No está de más. La renuncia de Carlos Eduardo Barrera Díaz, a la rectoría de la Universidad Autónoma del Estado de México (UAEMex), se dio en medio de una tensión que fueron generando los grupos que hoy celebran esta decisión. El embrollo que fueron construyendo a lo largo de varias semanas, con las protestas, toma de instalaciones y paros en varias unidades académicas, acabó por erosionar la estabilidad y gobernabilidad de esta casa de estudios. El proceso de sucesión para elegir a una nueva rectora fue el caldo de cultivo perfecto para crear un conflicto sin razón de ser, y que no debió darse porque todo se había llevado a cabo bajo los cauces legales y los tiempos marcados por la legislación universitaria. Pero, aun así, quienes hoy se frotan las manos para imponer a una rectora cercana a ellos, leyeron bien el momento y tomaron poco a poco los espacios de la UAEMex.
Apenas el inicio. En este escenario, la salida de Barrera Díaz, quien realizó una gestión impecable en el terreno académico, con logros que pueden medirse cuantitativamente, es apenas el inicio de una crisis que tendrá que resolverse con el diálogo y a través de los cauces institucionales que le han dado frutos a la UAEMex. Las autoridades universitarias siempre apostaron por los acuerdos y la negociación, y se mostraron dispuestos a escuchar las inconformidades. En esa línea debe leerse la renuncia de Barrera Díaz, como parte de esa disposición. Ahora, la llegada de Isidro Rogel Fajardo, exdirector de la Facultad de Planeación Urbana y Regional, como encargado del despacho de la rectoría viene a abonar al esfuerzo para concluir este episodio.
Avantes a pesar de todo. Vendrán días decisivos para la UAEMex. Habrá que concluir de la mejor manera el proceso para elegir a quien dirigirá sus destinos en el periodo 2025-2029. Y atrás deberá quedar la declinación de Erendira Fierro Moreno, una de las candidatas, y quien era una de las cartas fuertes. También habrá que superar la salida de Laura Benhumea González de la carrera por la rectoría, y que logró recuperar su sitio después de un proceso de revisión legal. Al final de cuentas, la comunidad universitaria tendrá que cerrar filas y decantarse por aquella opción que les garantice retomar la gobernabilidad y el amplio respaldo de todos los sectores. La UAEMex tendrá que buscar el mejor camino para retomar las actividades. Porque se trata de una universidad que ha sido y debe seguir siendo un referente de excelencia académica y calidad. La única duda que quedará es ¿por qué aquellos que hoy demandan elecciones democráticas en la universidad, en otros años nunca llegaron a estos extremos? ¿qué habrá cambiado en el escenario político y universitario para que ahora sí exijan mayor participación?
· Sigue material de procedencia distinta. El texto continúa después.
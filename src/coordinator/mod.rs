//! Rebuild scheduling.
//!
//! [`RebuildCoordinator`] is a synchronous state machine. It never performs
//! I/O; the session feeds it changes and phase completions and carries out
//! the [`Action`] each call returns. At most one phase is in flight at a time
//! and any number of changes arriving during a cycle collapse into a single
//! rerun.

#[cfg(test)]
mod tests;

use std::{collections::BTreeSet, fmt, path::PathBuf};

use tracing::{debug, trace};

/// Observable coordinator state.
#[derive(Debug, Clone, Copy, PartialEq, Eq)]
pub enum CoordinatorState {
    /// Nothing in flight
    Idle,
    /// Re-reading changed sources
    Extracting,
    /// Producing a new artifact
    Generating,
    /// A phase is in flight and another cycle is queued behind it
    PendingRerun,
}

impl fmt::Display for CoordinatorState {
    fn fmt(&self, f: &mut fmt::Formatter<'_>) -> fmt::Result {
        match self {
            CoordinatorState::Idle => write!(f, "idle"),
            CoordinatorState::Extracting => write!(f, "extracting"),
            CoordinatorState::Generating => write!(f, "generating"),
            CoordinatorState::PendingRerun => write!(f, "pending-rerun"),
        }
    }
}

/// A classified change notification.
#[derive(Debug, Clone, PartialEq, Eq)]
pub enum Change {
    /// A file matched by the source registry changed
    Source(PathBuf),
    /// A theme-defining input changed: the root stylesheet, a config file or a preset
    Theme(PathBuf),
}

/// Work for one extraction phase.
#[derive(Debug, Clone, Default, PartialEq, Eq)]
pub struct ExtractionWork {
    /// Source files to re-extract, sorted and de-duplicated
    pub paths: Vec<PathBuf>,
    /// Whether theme inputs must be reloaded before extracting
    pub reload_theme: bool,
}

/// What the session must do next.
#[derive(Debug, Clone, PartialEq, Eq)]
pub enum Action {
    /// Run an extraction phase, then report with [`RebuildCoordinator::on_extracted`]
    Extract(ExtractionWork),
    /// Run a generation, then report with [`RebuildCoordinator::on_generated`]
    Generate,
    /// The cycle is over; the latest artifact is current
    Settle,
    /// The change was queued behind the phase in flight
    Wait,
}

#[derive(Debug, Clone, Copy, PartialEq, Eq)]
enum Phase {
    Extracting,
    Generating,
}

#[derive(Debug, Default)]
struct Pending {
    paths: BTreeSet<PathBuf>,
    theme: bool,
}

impl Pending {
    fn is_empty(&self) -> bool {
        self.paths.is_empty() && !self.theme
    }
}

/// Serializes rebuilds and coalesces the changes that arrive meanwhile.
#[derive(Debug, Default)]
pub struct RebuildCoordinator {
    phase: Option<Phase>,
    rerun: bool,
    pending: Pending,
    theme_changed: bool,
    cycles: u64,
    generations: u64,
}

impl RebuildCoordinator {
    /// Creates an idle coordinator.
    pub fn new() -> Self {
        Self::default()
    }

    /// Current state.
    pub fn state(&self) -> CoordinatorState {
        match (self.phase, self.rerun) {
            (None, _) => CoordinatorState::Idle,
            (Some(_), true) => CoordinatorState::PendingRerun,
            (Some(Phase::Extracting), false) => CoordinatorState::Extracting,
            (Some(Phase::Generating), false) => CoordinatorState::Generating,
        }
    }

    /// Whether no phase is in flight.
    pub fn is_idle(&self) -> bool {
        self.phase.is_none()
    }

    /// Number of completed cycles.
    pub fn cycles(&self) -> u64 {
        self.cycles
    }

    /// Number of generations started.
    pub fn generations(&self) -> u64 {
        self.generations
    }

    /// Records a change.
    ///
    /// Starts an extraction when idle; otherwise queues the change and flags
    /// a rerun, returning [`Action::Wait`].
    pub fn on_change(&mut self, change: Change) -> Action {
        trace!(?change, state = %self.state(), "Change received");
        match change {
            Change::Source(path) => {
                self.pending.paths.insert(path);
            }
            Change::Theme(_) => self.pending.theme = true,
        }

        if self.phase.is_some() {
            self.rerun = true;
            return Action::Wait;
        }
        self.begin_cycle()
    }

    /// Reports that the extraction phase finished.
    ///
    /// `candidates_changed` tells whether the merge grew the candidate set.
    /// Generation follows when it did or when a theme input changed in this
    /// cycle.
    pub fn on_extracted(&mut self, candidates_changed: bool) -> Action {
        if self.phase != Some(Phase::Extracting) {
            debug!(state = %self.state(), "Ignoring unexpected extraction report");
            return Action::Wait;
        }

        if candidates_changed || self.theme_changed {
            self.phase = Some(Phase::Generating);
            self.generations += 1;
            return Action::Generate;
        }
        self.finish_cycle()
    }

    /// Reports that the generation phase finished, successfully or not.
    pub fn on_generated(&mut self) -> Action {
        if self.phase != Some(Phase::Generating) {
            debug!(state = %self.state(), "Ignoring unexpected generation report");
            return Action::Wait;
        }
        self.finish_cycle()
    }

    fn begin_cycle(&mut self) -> Action {
        let pending = std::mem::take(&mut self.pending);
        self.rerun = false;
        self.theme_changed = pending.theme;
        self.phase = Some(Phase::Extracting);

        Action::Extract(ExtractionWork {
            paths: pending.paths.into_iter().collect(),
            reload_theme: pending.theme,
        })
    }

    fn finish_cycle(&mut self) -> Action {
        self.cycles += 1;
        self.theme_changed = false;

        if self.rerun || !self.pending.is_empty() {
            debug!(cycles = self.cycles, "Starting coalesced rerun");
            return self.begin_cycle();
        }

        self.phase = None;
        Action::Settle
    }
}
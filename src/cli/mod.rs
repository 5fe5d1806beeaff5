//! Command-line interface.
//!
//! `build` compiles once, `watch` rebuilds until interrupted and
//! `candidates` prints what the tokenizer finds in the project.

pub mod formatting;

#[cfg(test)]
mod tests;

use std::{future::Future, path::PathBuf, sync::Arc};

use clap::{Args, Parser, Subcommand};
use tracing::{info, warn};

use crate::{
    candidates::{CandidateSet, ClassTokenizer, extract_candidates},
    core::WindsmithError,
    session::{BuildSession, SessionOptions},
    sources::SourceRegistry,
};

use formatting::{CandidateReport, format_candidates, format_diagnostic};

/// Utility-class stylesheet compiler
#[derive(Debug, Parser)]
#[command(name = "windsmith", version, about)]
pub struct Cli {
    /// Also write logs to daily-rotated files in this directory
    #[arg(long, global = true)]
    pub log_dir: Option<PathBuf>,

    /// Command to run
    #[command(subcommand)]
    pub command: Command,
}

/// Available commands
#[derive(Debug, Subcommand)]
pub enum Command {
    /// Compile the stylesheet once
    Build(BuildArgs),
    /// Recompile whenever sources or theme inputs change
    Watch(BuildArgs),
    /// Print the candidates a build would see
    Candidates(CandidatesArgs),
}

/// Arguments shared by `build` and `watch`
#[derive(Debug, Args)]
pub struct BuildArgs {
    /// Root stylesheet
    #[arg(short, long)]
    pub input: PathBuf,

    /// Output file; stdout when omitted
    #[arg(short, long)]
    pub output: Option<PathBuf>,

    /// Project root scanned for sources; the working directory when omitted
    #[arg(short, long)]
    pub root: Option<PathBuf>,
}

impl BuildArgs {
    fn options(&self) -> SessionOptions {
        let mut options = SessionOptions::new(&self.input);
        if let Some(output) = &self.output {
            options = options.with_output(output);
        }
        if let Some(root) = &self.root {
            options = options.with_root(root);
        }
        options
    }
}

/// Arguments for `candidates`
#[derive(Debug, Args)]
pub struct CandidatesArgs {
    /// Project root; the working directory when omitted
    #[arg(short, long)]
    pub root: Option<PathBuf>,

    /// Root stylesheet whose declared sources are included
    #[arg(short, long)]
    pub input: Option<PathBuf>,

    /// Print a JSON report
    #[arg(long)]
    pub json: bool,
}

/// Runs a parsed command.
///
/// # Errors
/// Returns the error that ended the command. In `watch` only startup errors
/// end the command.
pub async fn run(command: Command) -> Result<(), WindsmithError> {
    match command {
        Command::Build(args) => {
            let report = BuildSession::new(args.options()).build().await?;
            for diagnostic in &report.diagnostics {
                eprintln!("{}", format_diagnostic(diagnostic));
            }
            Ok(())
        }
        Command::Watch(args) => {
            BuildSession::new(args.options())
                .watch(until_interrupted(tokio::signal::ctrl_c()))
                .await
        }
        Command::Candidates(args) => candidates(args).await,
    }
}

/// Resolves once `signal` fires. If the signal cannot be listened for, it
/// never resolves and the process runs until killed.
pub(crate) async fn until_interrupted(signal: impl Future<Output = std::io::Result<()>>) {
    match signal.await {
        Ok(()) => info!("Interrupted"),
        Err(err) => {
            warn!(error = %err, "Cannot listen for Ctrl-C, watching until killed");
            std::future::pending::<()>().await;
        }
    }
}

async fn candidates(args: CandidatesArgs) -> Result<(), WindsmithError> {
    let (snapshot, files) = match &args.input {
        Some(input) => {
            let mut options = SessionOptions::new(input);
            if let Some(root) = &args.root {
                options = options.with_root(root);
            }
            BuildSession::new(options).candidates().await?
        }
        None => {
            let root = match &args.root {
                Some(root) => root.clone(),
                None => std::env::current_dir()?,
            };
            let files = SourceRegistry::for_project(root).matcher()?.scan();
            let extraction = extract_candidates(&files, Arc::new(ClassTokenizer)).await;
            let set: CandidateSet = extraction.candidates.into_iter().collect();
            (set.snapshot(), files)
        }
    };

    let report = CandidateReport {
        files: files.len(),
        candidates: snapshot.iter().collect(),
    };
    let output = format_candidates(&report, args.json).map_err(|err| {
        WindsmithError::Generation {
            details: err.to_string(),
        }
    })?;
    println!("{output}");
    Ok(())
}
Mayor incidencia. Hace unos días, la rectora de la Universidad Autónoma de Nayarit (UAN), Norma Liliana Galván Meza, visitó la Universidad Autónoma del Estado de Hidalgo (UAEH), para participar en un evento. En su discurso habló de una participación más activa de las instituciones de educación superior. Dejó en claro que el papel de los rectores y las rectoras del país más allá de impulsar la educación superior, no pueden ser observadores pasivos. Deben, dijo la rectora de la UAN, asumir su responsabilidad con liderazgo y construir espacios de diálogos más allá de las aulas. Un mensaje, sin duda, que debe hacer eco en todas las instituciones de educación superior.
Incertidumbre total. En la Universidad Autónoma de Zacatecas (UAZ) se vislumbra un conflicto que podría complicarse en los próximos días. Luego del encarcelamiento del rector Rubén N, el secretario general interino de la institución Armando Flores de la Torre, exigió que los grupos externos saquen las manos del proceso para elegir al nuevo encargado de la UAZ. Arropado por los directores, coordinadores e integrantes de la administración central, hizo un llamado para concluir el proceso bajo los esquemas institucionales. Además, hizo un llamado para preservar la autonomía universitaria y alejarse de la confrontación. Ello sin contar con la posibilidad de designar a un rector interino, si es que la situación legal y jurídica de Rubén N se complica en las próximas horas. Mientras tanto, las autoridades estatales ya recomendaron revisar su modelo y sus formas de elegir. Por si había alguna duda sobre quién es el eneficiado de todo esto.